_Exercise inputs_:
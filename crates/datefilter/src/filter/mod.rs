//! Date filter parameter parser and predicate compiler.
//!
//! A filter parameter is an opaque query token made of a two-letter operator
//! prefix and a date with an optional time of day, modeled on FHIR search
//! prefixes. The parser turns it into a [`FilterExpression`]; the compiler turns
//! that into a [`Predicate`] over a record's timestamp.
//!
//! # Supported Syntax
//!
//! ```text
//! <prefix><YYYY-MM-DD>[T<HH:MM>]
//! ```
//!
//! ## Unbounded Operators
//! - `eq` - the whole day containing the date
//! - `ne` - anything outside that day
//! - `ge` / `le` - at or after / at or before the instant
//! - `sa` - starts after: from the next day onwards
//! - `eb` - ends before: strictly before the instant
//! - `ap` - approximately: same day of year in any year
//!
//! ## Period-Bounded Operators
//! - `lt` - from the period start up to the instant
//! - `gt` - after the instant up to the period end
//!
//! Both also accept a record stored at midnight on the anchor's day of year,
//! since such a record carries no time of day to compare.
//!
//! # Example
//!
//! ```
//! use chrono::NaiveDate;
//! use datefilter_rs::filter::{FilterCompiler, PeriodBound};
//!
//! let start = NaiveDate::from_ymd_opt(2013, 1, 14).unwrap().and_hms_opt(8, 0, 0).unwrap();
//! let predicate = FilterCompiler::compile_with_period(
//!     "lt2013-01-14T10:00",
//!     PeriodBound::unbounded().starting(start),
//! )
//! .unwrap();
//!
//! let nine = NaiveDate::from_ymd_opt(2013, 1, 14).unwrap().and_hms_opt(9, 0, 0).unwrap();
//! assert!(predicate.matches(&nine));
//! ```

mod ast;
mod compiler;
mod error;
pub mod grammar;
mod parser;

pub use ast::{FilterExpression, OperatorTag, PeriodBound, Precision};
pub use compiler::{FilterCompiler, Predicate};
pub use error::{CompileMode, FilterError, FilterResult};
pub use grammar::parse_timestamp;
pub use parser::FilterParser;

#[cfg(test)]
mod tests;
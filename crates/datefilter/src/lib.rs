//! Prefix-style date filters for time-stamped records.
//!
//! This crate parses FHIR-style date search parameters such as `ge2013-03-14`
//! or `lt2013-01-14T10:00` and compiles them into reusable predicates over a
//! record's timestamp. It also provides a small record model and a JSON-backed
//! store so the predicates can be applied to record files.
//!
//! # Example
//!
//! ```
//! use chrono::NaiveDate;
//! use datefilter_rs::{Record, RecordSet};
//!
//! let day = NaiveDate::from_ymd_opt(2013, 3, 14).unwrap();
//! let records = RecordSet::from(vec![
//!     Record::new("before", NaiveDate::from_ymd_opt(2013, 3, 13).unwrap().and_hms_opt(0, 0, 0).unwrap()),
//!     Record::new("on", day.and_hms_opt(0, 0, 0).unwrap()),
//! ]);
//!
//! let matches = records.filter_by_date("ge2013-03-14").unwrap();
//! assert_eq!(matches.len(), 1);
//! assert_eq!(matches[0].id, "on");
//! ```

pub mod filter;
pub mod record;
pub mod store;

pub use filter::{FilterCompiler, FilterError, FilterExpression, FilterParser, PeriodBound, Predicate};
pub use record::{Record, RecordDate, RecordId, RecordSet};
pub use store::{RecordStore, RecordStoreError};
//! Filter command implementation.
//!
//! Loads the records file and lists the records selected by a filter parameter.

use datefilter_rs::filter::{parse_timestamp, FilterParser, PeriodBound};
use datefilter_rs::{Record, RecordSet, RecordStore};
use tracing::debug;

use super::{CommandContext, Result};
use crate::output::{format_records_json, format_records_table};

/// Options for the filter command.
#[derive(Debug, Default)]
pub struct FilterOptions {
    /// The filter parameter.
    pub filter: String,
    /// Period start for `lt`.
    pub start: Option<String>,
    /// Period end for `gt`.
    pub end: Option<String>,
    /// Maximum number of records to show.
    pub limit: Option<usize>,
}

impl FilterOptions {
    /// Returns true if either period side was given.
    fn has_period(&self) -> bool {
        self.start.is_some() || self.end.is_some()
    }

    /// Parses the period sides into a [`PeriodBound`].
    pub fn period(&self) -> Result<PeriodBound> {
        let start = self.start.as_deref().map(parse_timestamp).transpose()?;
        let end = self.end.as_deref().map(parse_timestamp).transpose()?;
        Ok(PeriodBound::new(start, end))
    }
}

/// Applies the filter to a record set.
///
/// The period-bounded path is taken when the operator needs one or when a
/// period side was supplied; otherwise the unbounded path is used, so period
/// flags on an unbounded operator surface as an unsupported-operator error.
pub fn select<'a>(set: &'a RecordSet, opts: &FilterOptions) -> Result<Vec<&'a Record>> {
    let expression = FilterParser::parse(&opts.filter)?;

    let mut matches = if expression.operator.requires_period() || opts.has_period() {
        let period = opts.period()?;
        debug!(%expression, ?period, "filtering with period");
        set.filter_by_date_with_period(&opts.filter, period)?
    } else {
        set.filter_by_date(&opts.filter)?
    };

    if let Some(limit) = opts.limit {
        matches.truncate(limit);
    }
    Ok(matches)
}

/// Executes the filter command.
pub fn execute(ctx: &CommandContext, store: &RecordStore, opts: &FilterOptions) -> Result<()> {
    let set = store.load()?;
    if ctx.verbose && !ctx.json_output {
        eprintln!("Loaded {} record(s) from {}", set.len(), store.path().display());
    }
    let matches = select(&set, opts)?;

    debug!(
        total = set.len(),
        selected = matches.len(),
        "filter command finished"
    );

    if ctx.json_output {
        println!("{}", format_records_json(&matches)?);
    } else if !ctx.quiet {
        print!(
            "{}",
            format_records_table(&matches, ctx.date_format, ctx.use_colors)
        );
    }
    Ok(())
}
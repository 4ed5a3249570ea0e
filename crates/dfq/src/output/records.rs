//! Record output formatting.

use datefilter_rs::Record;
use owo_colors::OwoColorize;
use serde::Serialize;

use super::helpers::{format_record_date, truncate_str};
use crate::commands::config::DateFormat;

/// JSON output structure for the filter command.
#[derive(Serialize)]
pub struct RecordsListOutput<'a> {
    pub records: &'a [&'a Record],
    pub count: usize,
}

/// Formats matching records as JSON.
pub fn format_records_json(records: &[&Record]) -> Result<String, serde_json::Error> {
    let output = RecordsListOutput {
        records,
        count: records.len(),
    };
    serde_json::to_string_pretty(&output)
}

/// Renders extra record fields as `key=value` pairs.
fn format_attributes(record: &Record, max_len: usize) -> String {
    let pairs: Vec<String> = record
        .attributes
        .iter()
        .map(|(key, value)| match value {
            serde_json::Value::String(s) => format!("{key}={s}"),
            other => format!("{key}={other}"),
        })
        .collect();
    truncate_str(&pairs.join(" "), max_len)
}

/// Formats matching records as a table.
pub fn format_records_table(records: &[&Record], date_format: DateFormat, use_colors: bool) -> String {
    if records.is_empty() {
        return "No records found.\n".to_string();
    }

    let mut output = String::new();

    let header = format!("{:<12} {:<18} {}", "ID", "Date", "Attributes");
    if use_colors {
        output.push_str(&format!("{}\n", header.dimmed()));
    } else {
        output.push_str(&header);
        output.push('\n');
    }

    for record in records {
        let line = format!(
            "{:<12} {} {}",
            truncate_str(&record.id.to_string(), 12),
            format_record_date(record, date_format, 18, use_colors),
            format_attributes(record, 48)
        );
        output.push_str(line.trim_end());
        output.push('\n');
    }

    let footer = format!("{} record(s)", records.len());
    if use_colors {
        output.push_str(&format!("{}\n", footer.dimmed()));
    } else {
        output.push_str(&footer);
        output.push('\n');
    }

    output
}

* * *

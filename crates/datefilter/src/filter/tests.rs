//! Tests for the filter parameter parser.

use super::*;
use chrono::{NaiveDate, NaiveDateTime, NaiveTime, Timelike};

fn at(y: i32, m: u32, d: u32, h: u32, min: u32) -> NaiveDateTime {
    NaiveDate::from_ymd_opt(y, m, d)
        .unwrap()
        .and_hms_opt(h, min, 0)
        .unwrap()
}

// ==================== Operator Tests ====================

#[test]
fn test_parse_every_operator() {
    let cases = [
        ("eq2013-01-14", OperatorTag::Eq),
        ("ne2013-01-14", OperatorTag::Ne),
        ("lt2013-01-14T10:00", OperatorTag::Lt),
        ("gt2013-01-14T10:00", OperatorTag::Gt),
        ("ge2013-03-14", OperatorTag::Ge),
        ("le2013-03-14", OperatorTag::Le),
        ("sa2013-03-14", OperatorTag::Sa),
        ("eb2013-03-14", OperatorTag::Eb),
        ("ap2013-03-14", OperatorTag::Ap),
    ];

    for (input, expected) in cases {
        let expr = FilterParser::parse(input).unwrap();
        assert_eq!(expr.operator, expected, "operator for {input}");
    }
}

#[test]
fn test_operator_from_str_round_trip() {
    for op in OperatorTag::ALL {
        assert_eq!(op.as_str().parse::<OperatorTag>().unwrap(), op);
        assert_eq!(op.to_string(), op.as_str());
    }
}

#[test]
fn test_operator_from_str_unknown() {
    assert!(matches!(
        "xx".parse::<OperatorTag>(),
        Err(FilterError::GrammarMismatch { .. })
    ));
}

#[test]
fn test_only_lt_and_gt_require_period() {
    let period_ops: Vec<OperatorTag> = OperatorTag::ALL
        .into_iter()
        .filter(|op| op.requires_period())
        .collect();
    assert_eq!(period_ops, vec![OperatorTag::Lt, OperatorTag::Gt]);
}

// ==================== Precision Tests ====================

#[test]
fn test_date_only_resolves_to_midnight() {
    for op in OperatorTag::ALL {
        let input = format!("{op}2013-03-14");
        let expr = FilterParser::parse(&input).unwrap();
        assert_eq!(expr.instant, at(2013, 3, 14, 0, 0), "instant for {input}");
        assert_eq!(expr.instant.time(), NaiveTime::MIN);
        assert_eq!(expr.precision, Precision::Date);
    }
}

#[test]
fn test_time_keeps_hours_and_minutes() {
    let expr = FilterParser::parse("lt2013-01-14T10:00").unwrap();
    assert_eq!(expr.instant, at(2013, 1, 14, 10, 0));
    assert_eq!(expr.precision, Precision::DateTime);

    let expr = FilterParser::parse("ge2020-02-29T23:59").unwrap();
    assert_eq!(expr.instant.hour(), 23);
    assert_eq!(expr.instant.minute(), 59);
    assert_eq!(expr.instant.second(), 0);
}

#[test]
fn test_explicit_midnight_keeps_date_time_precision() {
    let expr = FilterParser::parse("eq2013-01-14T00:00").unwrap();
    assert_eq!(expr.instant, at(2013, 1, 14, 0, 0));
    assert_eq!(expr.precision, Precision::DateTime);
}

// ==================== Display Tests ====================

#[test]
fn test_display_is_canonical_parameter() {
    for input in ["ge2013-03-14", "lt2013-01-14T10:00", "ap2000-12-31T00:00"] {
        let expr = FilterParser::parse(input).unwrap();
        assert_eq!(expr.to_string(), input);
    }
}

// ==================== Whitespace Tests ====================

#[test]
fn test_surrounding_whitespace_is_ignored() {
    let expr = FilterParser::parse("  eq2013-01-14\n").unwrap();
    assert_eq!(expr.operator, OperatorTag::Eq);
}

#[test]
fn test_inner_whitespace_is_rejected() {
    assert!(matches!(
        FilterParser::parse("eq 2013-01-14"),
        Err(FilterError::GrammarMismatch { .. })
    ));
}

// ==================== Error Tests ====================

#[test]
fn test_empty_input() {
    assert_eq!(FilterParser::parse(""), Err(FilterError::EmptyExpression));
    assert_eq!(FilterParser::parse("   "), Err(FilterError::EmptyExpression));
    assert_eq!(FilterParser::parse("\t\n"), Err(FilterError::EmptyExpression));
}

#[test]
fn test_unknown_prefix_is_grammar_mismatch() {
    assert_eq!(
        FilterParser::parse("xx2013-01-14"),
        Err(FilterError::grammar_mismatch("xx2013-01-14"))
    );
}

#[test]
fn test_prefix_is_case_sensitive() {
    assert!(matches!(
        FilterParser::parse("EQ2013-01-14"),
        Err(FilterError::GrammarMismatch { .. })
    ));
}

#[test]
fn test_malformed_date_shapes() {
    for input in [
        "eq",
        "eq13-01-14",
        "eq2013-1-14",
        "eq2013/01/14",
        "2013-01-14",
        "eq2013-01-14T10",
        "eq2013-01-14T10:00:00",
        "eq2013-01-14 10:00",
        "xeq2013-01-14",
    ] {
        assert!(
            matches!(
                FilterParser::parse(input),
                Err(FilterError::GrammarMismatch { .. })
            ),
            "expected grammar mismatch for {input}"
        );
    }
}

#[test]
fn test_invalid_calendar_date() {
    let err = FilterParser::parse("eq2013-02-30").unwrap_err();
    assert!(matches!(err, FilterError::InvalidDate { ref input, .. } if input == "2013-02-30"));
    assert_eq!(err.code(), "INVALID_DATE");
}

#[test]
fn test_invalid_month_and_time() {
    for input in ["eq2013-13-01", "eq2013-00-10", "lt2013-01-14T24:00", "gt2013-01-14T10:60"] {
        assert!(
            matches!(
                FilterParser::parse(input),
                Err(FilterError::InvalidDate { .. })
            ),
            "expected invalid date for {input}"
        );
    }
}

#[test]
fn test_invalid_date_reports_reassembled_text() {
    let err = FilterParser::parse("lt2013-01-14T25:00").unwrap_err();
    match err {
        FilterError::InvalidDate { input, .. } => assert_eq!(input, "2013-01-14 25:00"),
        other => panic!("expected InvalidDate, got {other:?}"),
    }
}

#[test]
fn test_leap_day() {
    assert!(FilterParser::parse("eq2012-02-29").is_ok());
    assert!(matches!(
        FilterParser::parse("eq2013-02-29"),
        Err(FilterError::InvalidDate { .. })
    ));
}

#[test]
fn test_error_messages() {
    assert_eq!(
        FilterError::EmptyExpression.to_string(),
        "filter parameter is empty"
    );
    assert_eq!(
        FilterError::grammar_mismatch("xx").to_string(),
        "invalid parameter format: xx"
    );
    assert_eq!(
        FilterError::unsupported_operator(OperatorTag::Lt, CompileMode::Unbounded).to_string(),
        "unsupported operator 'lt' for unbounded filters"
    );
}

---

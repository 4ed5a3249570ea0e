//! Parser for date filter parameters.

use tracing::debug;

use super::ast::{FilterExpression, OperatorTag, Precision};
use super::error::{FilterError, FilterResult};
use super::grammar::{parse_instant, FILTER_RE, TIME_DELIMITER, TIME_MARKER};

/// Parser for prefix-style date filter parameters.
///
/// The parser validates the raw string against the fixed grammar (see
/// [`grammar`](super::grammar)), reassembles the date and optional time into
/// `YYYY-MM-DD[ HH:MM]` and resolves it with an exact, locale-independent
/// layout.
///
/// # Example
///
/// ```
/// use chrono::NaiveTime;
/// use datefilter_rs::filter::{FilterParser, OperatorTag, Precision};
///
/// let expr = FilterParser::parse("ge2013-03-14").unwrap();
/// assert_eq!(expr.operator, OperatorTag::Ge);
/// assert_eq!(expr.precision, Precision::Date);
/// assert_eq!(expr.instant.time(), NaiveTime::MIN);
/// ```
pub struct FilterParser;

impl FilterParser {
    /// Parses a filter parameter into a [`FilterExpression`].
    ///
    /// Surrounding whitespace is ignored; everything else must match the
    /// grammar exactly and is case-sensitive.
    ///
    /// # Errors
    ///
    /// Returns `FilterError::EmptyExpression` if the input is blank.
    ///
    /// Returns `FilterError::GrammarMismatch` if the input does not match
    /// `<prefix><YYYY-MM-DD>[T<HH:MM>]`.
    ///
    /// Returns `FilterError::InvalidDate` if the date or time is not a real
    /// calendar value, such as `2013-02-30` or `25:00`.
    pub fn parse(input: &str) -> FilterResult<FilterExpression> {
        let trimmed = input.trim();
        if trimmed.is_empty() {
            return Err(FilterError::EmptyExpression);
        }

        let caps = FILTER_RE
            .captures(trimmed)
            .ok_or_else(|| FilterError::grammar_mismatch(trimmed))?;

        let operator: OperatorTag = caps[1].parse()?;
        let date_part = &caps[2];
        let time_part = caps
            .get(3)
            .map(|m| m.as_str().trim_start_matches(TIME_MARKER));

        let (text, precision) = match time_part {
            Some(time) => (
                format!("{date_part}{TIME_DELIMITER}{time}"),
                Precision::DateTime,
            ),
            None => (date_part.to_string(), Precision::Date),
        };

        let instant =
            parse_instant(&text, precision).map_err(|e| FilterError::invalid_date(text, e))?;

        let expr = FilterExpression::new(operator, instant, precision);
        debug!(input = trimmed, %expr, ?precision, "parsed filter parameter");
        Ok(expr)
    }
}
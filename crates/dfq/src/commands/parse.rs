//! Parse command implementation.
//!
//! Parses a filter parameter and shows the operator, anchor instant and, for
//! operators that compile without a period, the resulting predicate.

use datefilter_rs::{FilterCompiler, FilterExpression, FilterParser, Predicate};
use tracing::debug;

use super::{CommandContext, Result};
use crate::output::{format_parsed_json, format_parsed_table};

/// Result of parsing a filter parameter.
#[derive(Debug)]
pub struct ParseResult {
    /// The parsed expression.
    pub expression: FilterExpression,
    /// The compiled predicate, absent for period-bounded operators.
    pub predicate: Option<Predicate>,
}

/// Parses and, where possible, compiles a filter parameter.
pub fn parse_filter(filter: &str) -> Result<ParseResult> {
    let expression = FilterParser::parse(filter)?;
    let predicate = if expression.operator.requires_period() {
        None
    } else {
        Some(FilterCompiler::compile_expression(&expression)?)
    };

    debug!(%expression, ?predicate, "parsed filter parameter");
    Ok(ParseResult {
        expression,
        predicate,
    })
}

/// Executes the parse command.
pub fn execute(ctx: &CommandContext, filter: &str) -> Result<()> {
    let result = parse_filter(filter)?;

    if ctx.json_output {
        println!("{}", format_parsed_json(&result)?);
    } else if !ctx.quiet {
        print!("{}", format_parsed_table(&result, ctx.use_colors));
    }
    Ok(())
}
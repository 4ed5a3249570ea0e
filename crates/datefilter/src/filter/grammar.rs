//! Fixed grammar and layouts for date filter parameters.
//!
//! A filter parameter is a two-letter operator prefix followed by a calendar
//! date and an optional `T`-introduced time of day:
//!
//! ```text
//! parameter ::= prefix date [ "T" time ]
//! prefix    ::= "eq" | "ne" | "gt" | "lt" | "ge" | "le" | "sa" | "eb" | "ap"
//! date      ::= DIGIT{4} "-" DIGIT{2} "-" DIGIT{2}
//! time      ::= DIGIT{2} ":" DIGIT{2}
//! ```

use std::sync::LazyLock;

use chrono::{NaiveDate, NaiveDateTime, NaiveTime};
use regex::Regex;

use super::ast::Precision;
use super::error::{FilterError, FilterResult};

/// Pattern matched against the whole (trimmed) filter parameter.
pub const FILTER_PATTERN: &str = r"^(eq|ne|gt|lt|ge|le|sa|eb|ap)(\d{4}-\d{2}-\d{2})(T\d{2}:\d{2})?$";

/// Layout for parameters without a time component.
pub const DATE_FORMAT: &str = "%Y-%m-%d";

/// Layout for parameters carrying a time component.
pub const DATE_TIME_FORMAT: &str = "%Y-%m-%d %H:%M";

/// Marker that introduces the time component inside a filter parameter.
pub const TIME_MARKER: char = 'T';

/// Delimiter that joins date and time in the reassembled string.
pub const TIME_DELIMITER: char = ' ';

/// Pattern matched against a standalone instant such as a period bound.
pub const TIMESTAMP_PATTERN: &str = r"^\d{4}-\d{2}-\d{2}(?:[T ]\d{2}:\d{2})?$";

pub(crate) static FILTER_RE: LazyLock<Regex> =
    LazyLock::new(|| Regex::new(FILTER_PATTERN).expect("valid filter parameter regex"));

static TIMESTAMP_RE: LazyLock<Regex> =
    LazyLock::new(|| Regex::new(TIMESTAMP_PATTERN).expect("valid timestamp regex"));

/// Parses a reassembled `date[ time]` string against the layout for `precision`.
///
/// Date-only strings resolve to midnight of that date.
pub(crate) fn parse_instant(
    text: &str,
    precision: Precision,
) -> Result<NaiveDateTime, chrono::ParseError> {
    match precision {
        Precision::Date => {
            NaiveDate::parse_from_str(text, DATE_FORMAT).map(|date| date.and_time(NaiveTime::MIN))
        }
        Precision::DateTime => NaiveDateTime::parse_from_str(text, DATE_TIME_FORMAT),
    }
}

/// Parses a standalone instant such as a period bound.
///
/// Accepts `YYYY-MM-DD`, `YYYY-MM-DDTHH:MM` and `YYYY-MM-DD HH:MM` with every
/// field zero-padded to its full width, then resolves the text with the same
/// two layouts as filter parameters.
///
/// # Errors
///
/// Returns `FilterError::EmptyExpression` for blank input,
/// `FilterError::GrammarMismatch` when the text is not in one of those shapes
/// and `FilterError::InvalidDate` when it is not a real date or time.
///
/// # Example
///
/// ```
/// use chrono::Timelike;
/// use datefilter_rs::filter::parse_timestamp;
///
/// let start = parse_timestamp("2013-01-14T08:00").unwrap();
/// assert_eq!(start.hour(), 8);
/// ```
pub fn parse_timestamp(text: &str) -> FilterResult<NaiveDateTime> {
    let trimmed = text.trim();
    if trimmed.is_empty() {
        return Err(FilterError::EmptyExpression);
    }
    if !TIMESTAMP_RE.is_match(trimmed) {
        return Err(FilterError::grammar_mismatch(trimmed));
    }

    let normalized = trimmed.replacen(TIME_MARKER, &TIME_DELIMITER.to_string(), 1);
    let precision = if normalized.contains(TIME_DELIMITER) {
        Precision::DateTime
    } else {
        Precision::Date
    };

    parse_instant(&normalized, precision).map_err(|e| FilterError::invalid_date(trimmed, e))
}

_Your assignment_:
Your answer should be the exact lines above from the one with "mod compiler;" through the one with "The filter parameter.", both included, and nothing besides.

_Output_:
mod compiler;
mod error;
pub mod grammar;
mod parser;

pub use ast::{FilterExpression, OperatorTag, PeriodBound, Precision};
pub use compiler::{FilterCompiler, Predicate};
pub use error::{CompileMode, FilterError, FilterResult};
pub use grammar::parse_timestamp;
pub use parser::FilterParser;

#[cfg(test)]
mod tests;
filename crates/datefilter/src/lib.rs
//! Prefix-style date filters for time-stamped records.
//!
//! This crate parses FHIR-style date search parameters such as `ge2013-03-14`
//! or `lt2013-01-14T10:00` and compiles them into reusable predicates over a
//! record's timestamp. It also provides a small record model and a JSON-backed
//! store so the predicates can be applied to record files.
//!
//! # Example
//!
//! ```
//! use chrono::NaiveDate;
//! use datefilter_rs::{Record, RecordSet};
//!
//! let day = NaiveDate::from_ymd_opt(2013, 3, 14).unwrap();
//! let records = RecordSet::from(vec![
//!     Record::new("before", NaiveDate::from_ymd_opt(2013, 3, 13).unwrap().and_hms_opt(0, 0, 0).unwrap()),
//!     Record::new("on", day.and_hms_opt(0, 0, 0).unwrap()),
//! ]);
//!
//! let matches = records.filter_by_date("ge2013-03-14").unwrap();
//! assert_eq!(matches.len(), 1);
//! assert_eq!(matches[0].id, "on");
//! ```

pub mod filter;
pub mod record;
pub mod store;

pub use filter::{FilterCompiler, FilterError, FilterExpression, FilterParser, PeriodBound, Predicate};
pub use record::{Record, RecordDate, RecordId, RecordSet};
pub use store::{RecordStore, RecordStoreError};
//! Filter command implementation.
//!
//! Loads the records file and lists the records selected by a filter parameter.

use datefilter_rs::filter::{parse_timestamp, FilterParser, PeriodBound};
use datefilter_rs::{Record, RecordSet, RecordStore};
use tracing::debug;

use super::{CommandContext, Result};
use crate::output::{format_records_json, format_records_table};

/// Options for the filter command.
#[derive(Debug, Default)]
pub struct FilterOptions {
    /// The filter parameter.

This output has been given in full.